- THE RECORDS -
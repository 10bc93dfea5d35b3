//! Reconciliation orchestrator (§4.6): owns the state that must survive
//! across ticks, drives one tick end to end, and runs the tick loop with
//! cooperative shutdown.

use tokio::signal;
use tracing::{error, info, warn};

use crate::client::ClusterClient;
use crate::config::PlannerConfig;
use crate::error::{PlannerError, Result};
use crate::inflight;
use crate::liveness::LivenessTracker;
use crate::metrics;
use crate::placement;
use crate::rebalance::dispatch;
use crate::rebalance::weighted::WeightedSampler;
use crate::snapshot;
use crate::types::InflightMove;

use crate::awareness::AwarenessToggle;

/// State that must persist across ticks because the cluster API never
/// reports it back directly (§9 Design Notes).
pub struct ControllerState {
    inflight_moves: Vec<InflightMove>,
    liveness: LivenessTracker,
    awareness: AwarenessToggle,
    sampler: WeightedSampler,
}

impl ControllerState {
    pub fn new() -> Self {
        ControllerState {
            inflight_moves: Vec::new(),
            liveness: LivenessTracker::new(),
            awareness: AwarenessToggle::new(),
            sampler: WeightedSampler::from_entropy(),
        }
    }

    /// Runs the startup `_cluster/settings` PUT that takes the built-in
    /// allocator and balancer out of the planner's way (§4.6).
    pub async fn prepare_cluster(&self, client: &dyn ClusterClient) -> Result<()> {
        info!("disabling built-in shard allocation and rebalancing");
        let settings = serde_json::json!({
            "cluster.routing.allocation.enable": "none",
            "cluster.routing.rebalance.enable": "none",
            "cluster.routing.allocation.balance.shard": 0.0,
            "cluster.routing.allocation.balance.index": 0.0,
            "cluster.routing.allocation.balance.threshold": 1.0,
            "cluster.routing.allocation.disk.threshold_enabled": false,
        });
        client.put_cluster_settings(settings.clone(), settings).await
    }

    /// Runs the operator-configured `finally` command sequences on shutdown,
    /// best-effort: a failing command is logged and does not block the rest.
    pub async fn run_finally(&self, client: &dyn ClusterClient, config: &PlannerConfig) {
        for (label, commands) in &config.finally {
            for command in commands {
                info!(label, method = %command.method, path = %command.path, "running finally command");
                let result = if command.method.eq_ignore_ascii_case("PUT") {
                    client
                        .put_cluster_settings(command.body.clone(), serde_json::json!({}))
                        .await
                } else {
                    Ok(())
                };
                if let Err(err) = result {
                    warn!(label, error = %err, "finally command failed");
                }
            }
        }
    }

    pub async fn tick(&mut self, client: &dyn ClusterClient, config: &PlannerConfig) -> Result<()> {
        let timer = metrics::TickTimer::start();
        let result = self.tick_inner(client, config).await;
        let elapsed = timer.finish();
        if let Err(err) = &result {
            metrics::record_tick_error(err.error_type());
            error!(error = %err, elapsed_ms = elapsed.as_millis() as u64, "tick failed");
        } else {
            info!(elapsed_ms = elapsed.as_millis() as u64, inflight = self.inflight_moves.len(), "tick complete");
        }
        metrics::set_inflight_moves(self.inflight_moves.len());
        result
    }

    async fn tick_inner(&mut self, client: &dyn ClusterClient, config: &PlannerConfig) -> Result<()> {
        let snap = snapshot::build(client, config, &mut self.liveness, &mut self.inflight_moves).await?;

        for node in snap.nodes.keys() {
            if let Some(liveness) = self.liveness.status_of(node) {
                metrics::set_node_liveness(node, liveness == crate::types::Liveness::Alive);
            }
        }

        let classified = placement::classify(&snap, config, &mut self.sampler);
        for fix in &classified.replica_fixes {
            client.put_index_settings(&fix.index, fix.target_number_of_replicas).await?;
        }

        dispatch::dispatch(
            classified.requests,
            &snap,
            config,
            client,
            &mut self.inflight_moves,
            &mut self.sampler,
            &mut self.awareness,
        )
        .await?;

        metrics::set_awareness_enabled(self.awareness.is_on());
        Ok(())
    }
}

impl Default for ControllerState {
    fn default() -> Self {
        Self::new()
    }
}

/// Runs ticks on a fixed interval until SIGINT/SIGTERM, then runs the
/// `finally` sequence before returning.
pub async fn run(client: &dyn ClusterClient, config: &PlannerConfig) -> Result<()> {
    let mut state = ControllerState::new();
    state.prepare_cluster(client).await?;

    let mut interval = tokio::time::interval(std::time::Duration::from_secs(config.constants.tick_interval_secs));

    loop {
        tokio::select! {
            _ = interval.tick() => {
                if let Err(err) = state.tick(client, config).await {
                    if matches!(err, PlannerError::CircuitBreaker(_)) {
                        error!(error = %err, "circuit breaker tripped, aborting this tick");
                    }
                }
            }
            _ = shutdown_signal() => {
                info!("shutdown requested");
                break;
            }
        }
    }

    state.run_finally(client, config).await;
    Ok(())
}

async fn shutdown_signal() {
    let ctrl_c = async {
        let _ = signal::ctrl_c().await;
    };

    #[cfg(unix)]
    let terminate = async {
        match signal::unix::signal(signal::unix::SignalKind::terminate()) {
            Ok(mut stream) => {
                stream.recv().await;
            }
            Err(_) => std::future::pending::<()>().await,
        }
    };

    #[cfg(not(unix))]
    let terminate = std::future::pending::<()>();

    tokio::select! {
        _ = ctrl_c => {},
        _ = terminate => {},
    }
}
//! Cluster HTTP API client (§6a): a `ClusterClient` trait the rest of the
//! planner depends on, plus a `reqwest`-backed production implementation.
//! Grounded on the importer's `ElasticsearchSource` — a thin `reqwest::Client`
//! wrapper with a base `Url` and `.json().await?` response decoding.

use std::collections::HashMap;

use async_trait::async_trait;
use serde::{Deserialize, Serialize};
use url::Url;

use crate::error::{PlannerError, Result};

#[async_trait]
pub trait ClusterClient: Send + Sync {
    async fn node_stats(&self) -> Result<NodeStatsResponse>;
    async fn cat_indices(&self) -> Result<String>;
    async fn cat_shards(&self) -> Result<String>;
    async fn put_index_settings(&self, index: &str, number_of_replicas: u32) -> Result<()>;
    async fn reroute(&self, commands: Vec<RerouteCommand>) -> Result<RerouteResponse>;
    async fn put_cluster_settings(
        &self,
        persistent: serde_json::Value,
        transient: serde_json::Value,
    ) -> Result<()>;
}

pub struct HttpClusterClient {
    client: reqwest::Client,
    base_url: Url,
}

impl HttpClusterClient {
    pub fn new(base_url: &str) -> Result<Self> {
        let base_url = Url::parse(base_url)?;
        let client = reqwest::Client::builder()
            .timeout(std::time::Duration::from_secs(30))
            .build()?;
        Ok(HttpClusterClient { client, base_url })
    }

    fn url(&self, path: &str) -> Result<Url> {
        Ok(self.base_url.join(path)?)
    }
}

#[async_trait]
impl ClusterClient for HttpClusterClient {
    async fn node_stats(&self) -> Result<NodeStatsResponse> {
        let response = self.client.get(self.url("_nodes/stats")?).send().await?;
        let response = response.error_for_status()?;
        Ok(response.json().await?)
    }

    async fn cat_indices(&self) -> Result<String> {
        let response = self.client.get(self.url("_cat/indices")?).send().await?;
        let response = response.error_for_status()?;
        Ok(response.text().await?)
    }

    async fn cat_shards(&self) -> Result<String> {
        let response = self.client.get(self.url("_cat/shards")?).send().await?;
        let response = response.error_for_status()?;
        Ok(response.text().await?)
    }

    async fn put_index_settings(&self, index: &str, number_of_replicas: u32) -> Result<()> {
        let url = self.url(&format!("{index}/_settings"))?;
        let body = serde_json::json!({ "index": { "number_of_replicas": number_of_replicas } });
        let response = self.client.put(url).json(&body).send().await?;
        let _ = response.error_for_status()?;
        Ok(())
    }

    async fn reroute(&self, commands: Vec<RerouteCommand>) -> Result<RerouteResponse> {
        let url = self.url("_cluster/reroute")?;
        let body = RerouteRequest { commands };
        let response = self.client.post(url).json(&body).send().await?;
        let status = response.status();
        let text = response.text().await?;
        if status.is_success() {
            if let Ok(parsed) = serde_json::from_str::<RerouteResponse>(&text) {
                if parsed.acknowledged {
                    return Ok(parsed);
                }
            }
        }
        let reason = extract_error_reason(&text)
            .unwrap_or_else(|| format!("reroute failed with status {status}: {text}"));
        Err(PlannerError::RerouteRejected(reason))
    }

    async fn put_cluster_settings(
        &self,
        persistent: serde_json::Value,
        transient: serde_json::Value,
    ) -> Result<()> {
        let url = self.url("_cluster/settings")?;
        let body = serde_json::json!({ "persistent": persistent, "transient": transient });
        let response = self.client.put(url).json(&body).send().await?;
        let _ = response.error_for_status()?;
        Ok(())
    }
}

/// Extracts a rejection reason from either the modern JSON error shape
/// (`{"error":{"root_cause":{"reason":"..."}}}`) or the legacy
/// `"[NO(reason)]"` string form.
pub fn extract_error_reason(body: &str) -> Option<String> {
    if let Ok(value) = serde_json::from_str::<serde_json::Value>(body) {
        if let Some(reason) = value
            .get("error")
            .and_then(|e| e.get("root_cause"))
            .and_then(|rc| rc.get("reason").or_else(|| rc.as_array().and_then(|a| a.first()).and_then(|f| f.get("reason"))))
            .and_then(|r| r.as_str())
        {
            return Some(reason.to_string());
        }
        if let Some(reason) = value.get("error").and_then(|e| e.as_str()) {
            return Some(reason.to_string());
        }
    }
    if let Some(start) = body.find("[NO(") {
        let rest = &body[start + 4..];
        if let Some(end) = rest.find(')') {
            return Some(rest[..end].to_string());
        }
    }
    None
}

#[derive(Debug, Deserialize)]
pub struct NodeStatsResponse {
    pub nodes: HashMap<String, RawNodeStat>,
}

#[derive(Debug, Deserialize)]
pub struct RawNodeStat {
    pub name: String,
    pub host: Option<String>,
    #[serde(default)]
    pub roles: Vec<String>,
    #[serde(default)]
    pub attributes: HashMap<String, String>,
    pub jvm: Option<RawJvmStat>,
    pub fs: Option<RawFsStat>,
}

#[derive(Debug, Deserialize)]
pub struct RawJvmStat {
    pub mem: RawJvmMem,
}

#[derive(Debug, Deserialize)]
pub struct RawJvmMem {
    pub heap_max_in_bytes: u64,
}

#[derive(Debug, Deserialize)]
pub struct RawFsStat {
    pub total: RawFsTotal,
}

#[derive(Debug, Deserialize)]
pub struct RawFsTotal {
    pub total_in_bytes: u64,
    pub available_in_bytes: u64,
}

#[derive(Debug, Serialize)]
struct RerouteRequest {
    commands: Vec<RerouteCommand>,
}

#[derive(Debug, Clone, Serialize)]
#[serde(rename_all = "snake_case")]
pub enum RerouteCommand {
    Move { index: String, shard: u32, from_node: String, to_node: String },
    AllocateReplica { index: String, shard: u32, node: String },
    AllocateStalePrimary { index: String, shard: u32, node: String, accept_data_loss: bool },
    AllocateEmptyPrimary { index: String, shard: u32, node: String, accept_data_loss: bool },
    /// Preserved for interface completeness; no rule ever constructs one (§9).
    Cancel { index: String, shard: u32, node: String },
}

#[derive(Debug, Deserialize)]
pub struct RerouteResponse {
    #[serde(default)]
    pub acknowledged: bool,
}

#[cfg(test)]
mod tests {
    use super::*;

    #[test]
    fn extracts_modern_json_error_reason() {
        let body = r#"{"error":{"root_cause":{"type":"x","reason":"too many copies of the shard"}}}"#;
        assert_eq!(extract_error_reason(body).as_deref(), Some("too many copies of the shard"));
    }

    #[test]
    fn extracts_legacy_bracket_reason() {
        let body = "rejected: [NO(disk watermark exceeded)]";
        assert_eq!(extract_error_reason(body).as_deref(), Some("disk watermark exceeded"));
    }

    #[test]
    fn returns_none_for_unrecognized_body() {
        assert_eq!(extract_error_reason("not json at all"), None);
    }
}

- ASSIGNMENT -
Filter the entries down to the lines that include the string "parsed".

- OUTPUT OF THE EXERCISE -
            if let Ok(parsed) = serde_json::from_str::<RerouteResponse>(&text) {
                if parsed.acknowledged {
                    return Ok(parsed);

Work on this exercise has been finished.